Building a Resilient Saga Pattern with AWS SQS and Local SQLite State Machines


A critical business process involving multi-step data processing across different domains was causing recurring data consistency headaches. The initial implementation was a monolithic synchronous API call that chained these steps together. When a step failed halfway through—due to a network glitch, a third-party service outage, or a simple bug—the system was left in a corrupt, intermediate state. Manual data cleanup was becoming a significant operational burden. The standard solution, a two-phase commit (2PC) protocol using a distributed transaction coordinator, was immediately discarded. In a real-world project, introducing that level of complexity and performance overhead for this specific workflow was unjustifiable. We needed a solution that was resilient but also simple to operate and reason about.

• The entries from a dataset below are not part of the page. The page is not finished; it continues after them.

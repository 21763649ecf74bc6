//! E2E Profile 6: CRC-16 protection with an explicit length field.
//!
//! Header layout, 5 bytes at `offset`:
//!
//! ```text
//! offset + 0   CRC-16 (CCITT-FALSE)  u16 big-endian
//! offset + 2   length                u16 big-endian
//! offset + 4   counter               u8, natural wrap
//! ```
//!
//! The CRC covers everything except its own two bytes, up to `length`,
//! followed by the DataID high byte and then the low byte. The feed order
//! is the opposite of Profile 5.

use oxie2e_core::crc::Crc16;
use oxie2e_core::field;

use crate::error::{E2eError, Result};

const CRC_POS: usize = 0;
const LENGTH_POS: usize = 2;
const COUNTER_POS: usize = 4;
/// Total header size in bytes.
pub const HEADER_LEN: usize = 5;

fn compute_crc(data: &[u8], length: usize, data_id: u16, offset: usize) -> u16 {
    let mut crc = Crc16::new();
    crc.update(&data[..offset]);
    crc.update(&data[offset + LENGTH_POS..length]);
    crc.update(&[(data_id >> 8) as u8]);
    crc.update(&[data_id as u8]);
    crc.finalize()
}

fn validate(data_len: usize, length: usize, offset: usize) -> Result<()> {
    if data_len < HEADER_LEN {
        return Err(E2eError::frame_too_short(HEADER_LEN, data_len));
    }
    // The length travels in a 2-byte field.
    let max_length = data_len.min(u16::MAX as usize);
    if length < HEADER_LEN || length > max_length {
        return Err(E2eError::length_out_of_range(length, HEADER_LEN, max_length));
    }
    // The length and counter fields must sit inside the covered region,
    // otherwise the CRC range below is ill-formed.
    let max_offset = (data_len - HEADER_LEN).min(length - LENGTH_POS);
    if offset > max_offset {
        return Err(E2eError::offset_out_of_range(offset, max_offset));
    }
    Ok(())
}

/// Protect `data` in place according to E2E Profile 6.
///
/// Writes the length, counter and CRC fields of the header at `offset`.
/// `length` must fulfill `5 <= length <= data.len()`. When
/// `increment_counter` is set the counter byte advances (wrapping) before
/// the CRC is computed.
pub fn protect(
    data: &mut [u8],
    length: usize,
    data_id: u16,
    offset: usize,
    increment_counter: bool,
) -> Result<()> {
    validate(data.len(), length, offset)?;

    field::write_u16_be(data, offset + LENGTH_POS, length as u16);

    if increment_counter {
        data[offset + COUNTER_POS] = data[offset + COUNTER_POS].wrapping_add(1);
    }

    let crc = compute_crc(data, length, data_id, offset);
    field::write_u16_be(data, offset + CRC_POS, crc);
    Ok(())
}

/// Verify a Profile 6 frame.
///
/// Returns `Ok(true)` only when the stored length equals `length` and the
/// stored CRC matches the recomputed one. The frame is never mutated.
pub fn check(data: &[u8], length: usize, data_id: u16, offset: usize) -> Result<bool> {
    validate(data.len(), length, offset)?;

    let length_actual = field::read_u16_be(data, offset + LENGTH_POS);
    let crc_actual = field::read_u16_be(data, offset + CRC_POS);

    let crc = compute_crc(data, length, data_id, offset);

    Ok(length_actual as usize == length && crc_actual == crc)
}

Our initial concept gravitated towards the Saga pattern. A saga is a sequence of local transactions where each transaction updates data within a single service and publishes a message or event to trigger the next transaction. If a local transaction fails, the saga executes a series of compensating transactions to undo the preceding transactions. This provides eventual consistency without the need for distributed locks, which perfectly suited our asynchronous, event-driven ethos. The core challenge then became: how do we reliably manage the state of each saga instance? A centralized database like PostgreSQL or MySQL felt like overkill and would introduce a single point of failure and a performance bottleneck. The services involved were designed to be lightweight and self-contained.

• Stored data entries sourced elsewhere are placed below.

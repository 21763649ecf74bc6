//! OxiE2E CLI - The Oxidized Protector
//!
//! A Pure Rust tool for AUTOSAR E2E frame protection: protect and check
//! frames with Profiles 1, 2, 4, 5, 6 and 7, or compute the raw CRCs.

mod commands;

use clap::{Parser, Subcommand, ValueEnum};
use commands::{FrameArgs, cmd_check, cmd_crc, cmd_protect, parse_int};
use oxie2e_profiles::DataIdMode;

#[derive(Parser)]
#[command(name = "oxie2e")]
#[command(
    author,
    version,
    about = "The Oxidized Protector - AUTOSAR E2E frame protection"
)]
#[command(long_about = "
OxiE2E is a Pure Rust implementation of AUTOSAR E2E communication
protection. Frames are passed as hex strings and printed back as hex.

Examples:
  oxie2e crc crc32-p4 313233343536373839
  oxie2e protect p04 00000000000000000000000000000000 --length 16 --data-id 0xDEADBEEF
  oxie2e check p04 <protected-frame-hex> --length 16 --data-id 0xDEADBEEF
  oxie2e protect p02 00000000000000000000 --length 9 --data-id-list 000102030405060708090a0b0c0d0e0f
")]
struct Cli {
    #[command(subcommand)]
    command: Commands,
}

#[derive(Subcommand)]
enum Commands {
    /// Compute a CRC over hex input
    Crc {
        /// CRC variant
        #[arg(value_enum)]
        variant: CrcVariant,

        /// Input data as a hex string
        data: String,
    },

    /// Protect a frame in place and print the result
    #[command(alias = "p")]
    Protect {
        /// E2E profile
        #[arg(value_enum)]
        profile: Profile,

        /// Frame as a hex string
        frame: String,

        /// Number of data bytes covered by the CRC
        #[arg(short, long)]
        length: usize,

        /// DataID (decimal or 0x-prefixed hex)
        #[arg(short, long, value_parser = parse_int)]
        data_id: Option<u64>,

        /// 16-byte DataID list as hex (Profile 2 only)
        #[arg(long)]
        data_id_list: Option<String>,

        /// Byte offset of the E2E header (Profiles 4-7)
        #[arg(short, long, default_value = "0")]
        offset: usize,

        /// DataID inclusion mode (Profile 1 only)
        #[arg(short = 'm', long, value_enum, default_value = "both")]
        data_id_mode: DataIdModeArg,

        /// Leave the alive counter untouched
        #[arg(long)]
        no_increment: bool,
    },

    /// Verify a protected frame
    #[command(alias = "c")]
    Check {
        /// E2E profile
        #[arg(value_enum)]
        profile: Profile,

        /// Frame as a hex string
        frame: String,

        /// Number of data bytes covered by the CRC
        #[arg(short, long)]
        length: usize,

        /// DataID (decimal or 0x-prefixed hex)
        #[arg(short, long, value_parser = parse_int)]
        data_id: Option<u64>,

        /// 16-byte DataID list as hex (Profile 2 only)
        #[arg(long)]
        data_id_list: Option<String>,

        /// Byte offset of the E2E header (Profiles 4-7)
        #[arg(short, long, default_value = "0")]
        offset: usize,

        /// DataID inclusion mode (Profile 1 only)
        #[arg(short = 'm', long, value_enum, default_value = "both")]
        data_id_mode: DataIdModeArg,
    },
}

/// CRC variant (for clap ValueEnum).
#[derive(Debug, Clone, Copy, PartialEq, Eq, ValueEnum)]
pub enum CrcVariant {
    /// CRC-8 SAE J1850
    Crc8,
    /// CRC-8 H2F (0x2F polynomial)
    Crc8H2f,
    /// CRC-16 CCITT-FALSE
    Crc16,
    /// CRC-16/ARC
    Crc16Arc,
    /// CRC-32 ISO 3309
    Crc32,
    /// CRC-32 P4 (AUTOSAR)
    Crc32P4,
    /// CRC-64 ECMA/XZ
    Crc64,
}

/// E2E profile (for clap ValueEnum).
#[derive(Debug, Clone, Copy, PartialEq, Eq, ValueEnum)]
pub enum Profile {
    /// Profile 1 (CRC-8)
    P01,
    /// Profile 2 (CRC-8 H2F, DataID list)
    P02,
    /// Profile 4 (CRC-32 P4)
    P04,
    /// Profile 5 (CRC-16, little-endian CRC)
    P05,
    /// Profile 6 (CRC-16, length field)
    P06,
    /// Profile 7 (CRC-64)
    P07,
}

/// Profile 1 DataID inclusion mode (for clap ValueEnum).
#[derive(Debug, Clone, Copy, PartialEq, Eq, ValueEnum, Default)]
pub enum DataIdModeArg {
    /// Feed both DataID bytes
    #[default]
    Both,
    /// Alternate bytes by counter parity
    Alt,
    /// Feed the low byte only
    Low,
    /// Low byte plus transmitted nibble
    Nibble,
}

impl From<DataIdModeArg> for DataIdMode {
    fn from(arg: DataIdModeArg) -> Self {
        match arg {
            DataIdModeArg::Both => DataIdMode::Both,
            DataIdModeArg::Alt => DataIdMode::Alt,
            DataIdModeArg::Low => DataIdMode::Low,
            DataIdModeArg::Nibble => DataIdMode::Nibble,
        }
    }
}

fn main() {
    let cli = Cli::parse();

    let result = match cli.command {
        Commands::Crc { variant, data } => cmd_crc(variant, &data),
        Commands::Protect {
            profile,
            frame,
            length,
            data_id,
            data_id_list,
            offset,
            data_id_mode,
            no_increment,
        } => {
            let args = FrameArgs {
                profile,
                length,
                data_id,
                data_id_list: data_id_list.as_deref(),
                offset,
                data_id_mode,
            };
            cmd_protect(&args, &frame, !no_increment)
        }
        Commands::Check {
            profile,
            frame,
            length,
            data_id,
            data_id_list,
            offset,
            data_id_mode,
        } => {
            let args = FrameArgs {
                profile,
                length,
                data_id,
                data_id_list: data_id_list.as_deref(),
                offset,
                data_id_mode,
            };
            match cmd_check(&args, &frame) {
                Ok(true) => Ok(()),
                Ok(false) => std::process::exit(1),
                Err(e) => Err(e),
            }
        }
    };

    if let Err(e) = result {
        eprintln!("Error: {}", e);
        std::process::exit(1);
    }
}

This led us to an unconventional but highly effective architecture: using AWS SQS for orchestration and a local, embedded SQLite database within our orchestrator service as a durable, transactional state machine. This approach kept each orchestrator instance autonomous, with zero external database dependencies for its core logic, drastically simplifying deployment and reducing operational cost. The entire system, from shared event definitions to service implementations and end-to-end tests, was housed in a monorepo to enforce consistency. To manage the complexity of the saga’s logic, we adopted Behaviour-Driven Development (BDD), defining the saga’s flow with Gherkin specifications that became our executable documentation.

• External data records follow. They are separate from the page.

//! E2E Profile 7: CRC-64 protection for very large frames.
//!
//! Header layout, 20 bytes at `offset`:
//!
//! ```text
//! offset + 0    CRC-64   u64 big-endian
//! offset + 8    length   u32 big-endian
//! offset + 12   counter  u32 big-endian, natural wrap
//! offset + 16   DataID   u32 big-endian
//! ```
//!
//! The CRC covers everything except its own eight bytes: the region before
//! the header, then the remaining header fields and payload up to `length`.

use oxie2e_core::crc::Crc64;
use oxie2e_core::field;

use crate::error::{E2eError, Result};

const CRC_POS: usize = 0;
const CRC_LEN: usize = 8;
const LENGTH_POS: usize = 8;
const COUNTER_POS: usize = 12;
const DATA_ID_POS: usize = 16;
/// Total header size in bytes.
pub const HEADER_LEN: usize = 20;

fn compute_crc(data: &[u8], length: usize, offset: usize) -> u64 {
    let mut crc = Crc64::new();
    crc.update(&data[..offset]);
    if offset + CRC_LEN < length {
        crc.update(&data[offset + CRC_LEN..length]);
    }
    crc.finalize()
}

fn validate(data_len: usize, length: usize, offset: usize) -> Result<()> {
    if data_len < HEADER_LEN {
        return Err(E2eError::frame_too_short(HEADER_LEN, data_len));
    }
    // The length travels in a 4-byte field.
    let max_length = data_len.min(u32::MAX as usize);
    if length < HEADER_LEN || length > max_length {
        return Err(E2eError::length_out_of_range(length, HEADER_LEN, max_length));
    }
    if offset > data_len - HEADER_LEN {
        return Err(E2eError::offset_out_of_range(offset, data_len - HEADER_LEN));
    }
    Ok(())
}

/// Protect `data` in place according to E2E Profile 7.
///
/// Writes the length, counter, DataID and CRC fields of the header at
/// `offset`. `length` must fulfill `20 <= length <= data.len()`. When
/// `increment_counter` is set the stored 32-bit counter advances (wrapping)
/// before the CRC is computed.
pub fn protect(
    data: &mut [u8],
    length: usize,
    data_id: u32,
    offset: usize,
    increment_counter: bool,
) -> Result<()> {
    validate(data.len(), length, offset)?;

    field::write_u32_be(data, offset + LENGTH_POS, length as u32);

    if increment_counter {
        let counter = field::read_u32_be(data, offset + COUNTER_POS).wrapping_add(1);
        field::write_u32_be(data, offset + COUNTER_POS, counter);
    }

    field::write_u32_be(data, offset + DATA_ID_POS, data_id);

    let crc = compute_crc(data, length, offset);
    field::write_u64_be(data, offset + CRC_POS, crc);
    Ok(())
}

/// Verify a Profile 7 frame.
///
/// Returns `Ok(true)` only when the stored length equals `length`, the
/// stored DataID equals `data_id`, and the stored CRC matches the
/// recomputed one. The frame is never mutated.
pub fn check(data: &[u8], length: usize, data_id: u32, offset: usize) -> Result<bool> {
    validate(data.len(), length, offset)?;

    let length_actual = field::read_u32_be(data, offset + LENGTH_POS);
    let data_id_actual = field::read_u32_be(data, offset + DATA_ID_POS);
    let crc_actual = field::read_u64_be(data, offset + CRC_POS);

    let crc = compute_crc(data, length, offset);

    Ok(length_actual as usize == length && data_id_actual == data_id && crc_actual == crc)
}

#[cfg(test)]
mod tests {
    use super::*;

    #[test]
    fn test_protect_known_frame() {
        let mut data = [0u8; 24];
        protect(&mut data, 24, 0x0A0B0C0D, 0, false).unwrap();
        // CRC
        assert_eq!(
            &data[0..8],
            &[0x1F, 0xB2, 0xE7, 0x37, 0xFC, 0xED, 0xBC, 0xD9]
        );
        // length
        assert_eq!(&data[8..12], &[0x00, 0x00, 0x00, 0x18]);
        // counter
        assert_eq!(&data[12..16], &[0x00, 0x00, 0x00, 0x00]);
        // DataID
        assert_eq!(&data[16..20], &[0x0A, 0x0B, 0x0C, 0x0D]);
        assert!(check(&data, 24, 0x0A0B0C0D, 0).unwrap());
    }

    #[test]
    fn test_roundtrip_with_offset() {
        let mut data = [0u8; 32];
        for (i, byte) in data.iter_mut().enumerate() {
            *byte = i as u8;
        }
        protect(&mut data, 32, 0xDEADBEEF, 8, true).unwrap();
        assert_eq!(field::read_u32_be(&data, 16), 0x00000020); // length
        assert!(check(&data, 32, 0xDEADBEEF, 8).unwrap());
        assert!(!check(&data, 32, 0xDEADBEEE, 8).unwrap());
    }

    #[test]
    fn test_counter_wraps_naturally() {
        let mut data = [0u8; 20];
        field::write_u32_be(&mut data, 12, 0xFFFFFFFF);
        protect(&mut data, 20, 0x42, 0, true).unwrap();
        assert_eq!(field::read_u32_be(&data, 12), 0x00000000);
        assert!(check(&data, 20, 0x42, 0).unwrap());
    }

    #[test]
    fn test_counter_cadence() {
        let mut data = [0u8; 24];
        for expected in 1..=4u32 {
            protect(&mut data, 24, 0x99, 0, true).unwrap();
            assert_eq!(field::read_u32_be(&data, 12), expected);
            assert!(check(&data, 24, 0x99, 0).unwrap());
        }
    }

    #[test]
    fn test_trailing_header_skips_payload_segment() {
        // With the header at the end of the covered region there is nothing
        // after the CRC bytes below `length`.
        let mut data = [0x77u8; 40];
        protect(&mut data, 20, 0x1234, 20, true).unwrap();
        assert!(check(&data, 20, 0x1234, 20).unwrap());
    }

    #[test]
    fn test_corruption_detected() {
        let mut data = [0u8; 28];
        protect(&mut data, 28, 0xCAFEBABE, 0, true).unwrap();

        for pos in [9, 13, 17, 21, 27] {
            let mut bad = data;
            bad[pos] ^= 0x01;
            assert!(!check(&bad, 28, 0xCAFEBABE, 0).unwrap(), "byte {}", pos);
        }
    }

    #[test]
    fn test_validation() {
        let mut data = [0u8; 24];
        assert_eq!(
            protect(&mut data, 19, 0, 0, true),
            Err(E2eError::length_out_of_range(19, 20, 24))
        );
        assert_eq!(
            protect(&mut data, 25, 0, 0, true),
            Err(E2eError::length_out_of_range(25, 20, 24))
        );
        assert_eq!(
            protect(&mut data, 20, 0, 5, true),
            Err(E2eError::offset_out_of_range(5, 4))
        );
        assert_eq!(data, [0u8; 24]);

        let mut tiny = [0u8; 19];
        assert_eq!(
            protect(&mut tiny, 20, 0, 0, true),
            Err(E2eError::frame_too_short(20, 19))
        );
    }
}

Monorepo Structure and Shared Definitions

A key pitfall in any distributed system is managing the contracts between services. In a saga, these contracts are the events or commands passed via the message queue. A monorepo structure provides a straightforward solution. We used a simple directory structure to organize our services and shared code.

/
├── packages/
│   ├── event-schemas/         # Protobuf or JSON schema definitions for events
│   │   └── booking.proto
│   └── saga-contracts/        # Shared interfaces and constants for saga states
│       └── states.go
├── services/
│   ├── booking-orchestrator/  # The main saga orchestrator service
│   │   ├── main.go
│   │   ├── Dockerfile
│   │   └── internal/
│   │       ├── application/   # Core logic
│   │       ├── infrastructure/  # SQLite and SQS implementations
│   │       └── domain/          # Saga state machine
│   ├── payment-service/       # A participant service
│   │   └── ...
│   └── notification-service/  # Another participant service
│       └── ...
└── tests/
    └── bdd/
        ├── features/
        │   └── booking_saga.feature # Gherkin feature files
        └── step_definitions/
            └── booking_steps.go     # Go code implementing the steps

All event schemas are defined in a central packages/event-schemas directory. This ensures that the producer (e.g., the orchestrator) and the consumer (e.g., the payment service) always agree on the message format. A change to an event schema requires updating it in one place, and the build system can then trigger rebuilds for all affected services. This avoids the nightmarish versioning conflicts common in systems with separately versioned client libraries.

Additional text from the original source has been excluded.